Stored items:
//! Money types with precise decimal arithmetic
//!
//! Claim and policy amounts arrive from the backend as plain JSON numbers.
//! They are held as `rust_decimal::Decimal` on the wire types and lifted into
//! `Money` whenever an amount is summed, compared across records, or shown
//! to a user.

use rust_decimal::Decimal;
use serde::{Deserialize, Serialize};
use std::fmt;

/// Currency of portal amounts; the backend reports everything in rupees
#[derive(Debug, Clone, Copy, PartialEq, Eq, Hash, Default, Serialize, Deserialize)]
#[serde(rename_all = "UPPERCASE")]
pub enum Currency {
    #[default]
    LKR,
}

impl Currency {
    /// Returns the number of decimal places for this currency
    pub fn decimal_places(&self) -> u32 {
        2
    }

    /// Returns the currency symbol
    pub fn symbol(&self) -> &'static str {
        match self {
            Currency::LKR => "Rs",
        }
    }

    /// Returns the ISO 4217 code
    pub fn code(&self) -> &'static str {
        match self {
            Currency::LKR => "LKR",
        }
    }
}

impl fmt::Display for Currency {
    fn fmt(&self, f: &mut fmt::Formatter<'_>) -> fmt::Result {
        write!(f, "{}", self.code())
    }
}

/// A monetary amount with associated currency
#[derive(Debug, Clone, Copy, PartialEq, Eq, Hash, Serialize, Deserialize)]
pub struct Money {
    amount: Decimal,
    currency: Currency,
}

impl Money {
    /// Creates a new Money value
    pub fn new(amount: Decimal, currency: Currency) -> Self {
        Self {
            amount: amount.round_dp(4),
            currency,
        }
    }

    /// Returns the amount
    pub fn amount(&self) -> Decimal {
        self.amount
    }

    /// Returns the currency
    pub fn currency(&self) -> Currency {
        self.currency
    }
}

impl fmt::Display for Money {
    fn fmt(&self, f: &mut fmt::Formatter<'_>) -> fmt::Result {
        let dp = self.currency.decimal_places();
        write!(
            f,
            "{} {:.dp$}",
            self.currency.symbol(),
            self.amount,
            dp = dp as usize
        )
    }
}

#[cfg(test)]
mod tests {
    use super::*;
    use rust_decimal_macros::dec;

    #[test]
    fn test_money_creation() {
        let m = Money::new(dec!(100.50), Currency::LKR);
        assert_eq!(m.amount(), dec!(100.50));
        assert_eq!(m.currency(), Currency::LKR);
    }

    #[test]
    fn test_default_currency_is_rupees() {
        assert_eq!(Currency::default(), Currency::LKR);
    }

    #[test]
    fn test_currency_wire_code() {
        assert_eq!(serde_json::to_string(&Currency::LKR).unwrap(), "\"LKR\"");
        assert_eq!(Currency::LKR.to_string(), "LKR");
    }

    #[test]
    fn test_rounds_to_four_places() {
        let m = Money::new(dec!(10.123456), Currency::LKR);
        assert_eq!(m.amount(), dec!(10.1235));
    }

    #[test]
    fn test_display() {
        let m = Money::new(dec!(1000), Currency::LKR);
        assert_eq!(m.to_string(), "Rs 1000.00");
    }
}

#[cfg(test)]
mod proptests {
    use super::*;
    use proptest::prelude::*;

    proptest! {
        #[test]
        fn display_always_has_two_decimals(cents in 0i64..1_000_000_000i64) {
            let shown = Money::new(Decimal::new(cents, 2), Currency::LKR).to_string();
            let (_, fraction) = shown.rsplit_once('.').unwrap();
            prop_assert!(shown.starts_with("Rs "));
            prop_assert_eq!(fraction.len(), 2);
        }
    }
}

* [TASK INSTRUCTIONS]:
Would you return all of the data exactly as it stands above?

* [PROBLEM SOLUTION]:
//! Money types with precise decimal arithmetic
//!
//! Claim and policy amounts arrive from the backend as plain JSON numbers.
//! They are held as `rust_decimal::Decimal` on the wire types and lifted into
//! `Money` whenever an amount is summed, compared across records, or shown
//! to a user.

use rust_decimal::Decimal;
use serde::{Deserialize, Serialize};
use std::fmt;

/// Currency of portal amounts; the backend reports everything in rupees
#[derive(Debug, Clone, Copy, PartialEq, Eq, Hash, Default, Serialize, Deserialize)]
#[serde(rename_all = "UPPERCASE")]
pub enum Currency {
    #[default]
    LKR,
}

impl Currency {
    /// Returns the number of decimal places for this currency
    pub fn decimal_places(&self) -> u32 {
        2
    }

    /// Returns the currency symbol
    pub fn symbol(&self) -> &'static str {
        match self {
            Currency::LKR => "Rs",
        }
    }

    /// Returns the ISO 4217 code
    pub fn code(&self) -> &'static str {
        match self {
            Currency::LKR => "LKR",
        }
    }
}

impl fmt::Display for Currency {
    fn fmt(&self, f: &mut fmt::Formatter<'_>) -> fmt::Result {
        write!(f, "{}", self.code())
    }
}

/// A monetary amount with associated currency
#[derive(Debug, Clone, Copy, PartialEq, Eq, Hash, Serialize, Deserialize)]
pub struct Money {
    amount: Decimal,
    currency: Currency,
}

impl Money {
    /// Creates a new Money value
    pub fn new(amount: Decimal, currency: Currency) -> Self {
        Self {
            amount: amount.round_dp(4),
            currency,
        }
    }

    /// Returns the amount
    pub fn amount(&self) -> Decimal {
        self.amount
    }

    /// Returns the currency
    pub fn currency(&self) -> Currency {
        self.currency
    }
}

impl fmt::Display for Money {
    fn fmt(&self, f: &mut fmt::Formatter<'_>) -> fmt::Result {
        let dp = self.currency.decimal_places();
        write!(
            f,
            "{} {:.dp$}",
            self.currency.symbol(),
            self.amount,
            dp = dp as usize
        )
    }
}

#[cfg(test)]
mod tests {
    use super::*;
    use rust_decimal_macros::dec;

    #[test]
    fn test_money_creation() {
        let m = Money::new(dec!(100.50), Currency::LKR);
        assert_eq!(m.amount(), dec!(100.50));
        assert_eq!(m.currency(), Currency::LKR);
    }

    #[test]
    fn test_default_currency_is_rupees() {
        assert_eq!(Currency::default(), Currency::LKR);
    }

    #[test]
    fn test_currency_wire_code() {
        assert_eq!(serde_json::to_string(&Currency::LKR).unwrap(), "\"LKR\"");
        assert_eq!(Currency::LKR.to_string(), "LKR");
    }

    #[test]
    fn test_rounds_to_four_places() {
        let m = Money::new(dec!(10.123456), Currency::LKR);
        assert_eq!(m.amount(), dec!(10.1235));
    }

    #[test]
    fn test_display() {
        let m = Money::new(dec!(1000), Currency::LKR);
        assert_eq!(m.to_string(), "Rs 1000.00");
    }
}

#[cfg(test)]
mod proptests {
    use super::*;
    use proptest::prelude::*;

    proptest! {
        #[test]
        fn display_always_has_two_decimals(cents in 0i64..1_000_000_000i64) {
            let shown = Money::new(Decimal::new(cents, 2), Currency::LKR).to_string();
            let (_, fraction) = shown.rsplit_once('.').unwrap();
            prop_assert!(shown.starts_with("Rs "));
            prop_assert_eq!(fraction.len(), 2);
        }
    }
}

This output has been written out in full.